*Work task*.
Your answer must be an exact copy of all the entries.

----- Data shown -----

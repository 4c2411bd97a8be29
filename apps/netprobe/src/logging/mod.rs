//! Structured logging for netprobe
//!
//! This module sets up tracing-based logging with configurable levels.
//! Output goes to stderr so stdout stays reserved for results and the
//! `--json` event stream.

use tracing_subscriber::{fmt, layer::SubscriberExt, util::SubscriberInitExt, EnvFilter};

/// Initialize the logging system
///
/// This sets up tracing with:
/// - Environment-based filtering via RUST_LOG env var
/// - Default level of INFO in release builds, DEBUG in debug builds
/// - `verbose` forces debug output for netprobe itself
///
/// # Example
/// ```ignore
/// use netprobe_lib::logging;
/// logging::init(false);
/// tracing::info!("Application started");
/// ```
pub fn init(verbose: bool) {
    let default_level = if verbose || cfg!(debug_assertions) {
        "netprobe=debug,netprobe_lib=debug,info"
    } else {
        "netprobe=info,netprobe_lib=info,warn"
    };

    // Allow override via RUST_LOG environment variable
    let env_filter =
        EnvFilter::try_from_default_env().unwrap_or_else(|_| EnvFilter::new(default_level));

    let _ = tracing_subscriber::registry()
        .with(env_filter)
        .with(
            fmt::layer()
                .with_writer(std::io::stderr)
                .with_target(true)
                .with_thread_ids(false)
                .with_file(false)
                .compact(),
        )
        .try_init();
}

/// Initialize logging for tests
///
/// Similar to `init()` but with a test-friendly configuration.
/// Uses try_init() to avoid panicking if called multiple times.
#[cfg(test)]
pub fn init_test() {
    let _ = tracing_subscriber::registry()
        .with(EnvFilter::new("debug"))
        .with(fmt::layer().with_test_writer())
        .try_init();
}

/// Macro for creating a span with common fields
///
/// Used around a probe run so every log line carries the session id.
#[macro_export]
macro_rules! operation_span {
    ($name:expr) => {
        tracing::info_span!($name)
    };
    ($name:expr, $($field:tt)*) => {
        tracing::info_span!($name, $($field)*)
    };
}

-----

*Result of the exercise*.
repository 4c2411bd97a8be29
filename apps/netprobe/src/logging/mod.rs
//! Structured logging for netprobe
//!
//! This module sets up tracing-based logging with configurable levels.
//! Output goes to stderr so stdout stays reserved for results and the
//! `--json` event stream.

use tracing_subscriber::{fmt, layer::SubscriberExt, util::SubscriberInitExt, EnvFilter};

/// Initialize the logging system
///
/// This sets up tracing with:
/// - Environment-based filtering via RUST_LOG env var
/// - Default level of INFO in release builds, DEBUG in debug builds
/// - `verbose` forces debug output for netprobe itself
///
/// # Example
/// ```ignore
/// use netprobe_lib::logging;
/// logging::init(false);
/// tracing::info!("Application started");
/// ```
pub fn init(verbose: bool) {
    let default_level = if verbose || cfg!(debug_assertions) {
        "netprobe=debug,netprobe_lib=debug,info"
    } else {
        "netprobe=info,netprobe_lib=info,warn"
    };

    // Allow override via RUST_LOG environment variable
    let env_filter =
        EnvFilter::try_from_default_env().unwrap_or_else(|_| EnvFilter::new(default_level));

    let _ = tracing_subscriber::registry()
        .with(env_filter)
        .with(
            fmt::layer()
                .with_writer(std::io::stderr)
                .with_target(true)
                .with_thread_ids(false)
                .with_file(false)
                .compact(),
        )
        .try_init();
}

/// Initialize logging for tests
///
/// Similar to `init()` but with a test-friendly configuration.
/// Uses try_init() to avoid panicking if called multiple times.
#[cfg(test)]
pub fn init_test() {
    let _ = tracing_subscriber::registry()
        .with(EnvFilter::new("debug"))
        .with(fmt::layer().with_test_writer())
        .try_init();
}

/// Macro for creating a span with common fields
///
/// Used around a probe run so every log line carries the session id.
#[macro_export]
macro_rules! operation_span {
    ($name:expr) => {
        tracing::info_span!($name)
    };
    ($name:expr, $($field:tt)*) => {
        tracing::info_span!($name, $($field)*)
    };
}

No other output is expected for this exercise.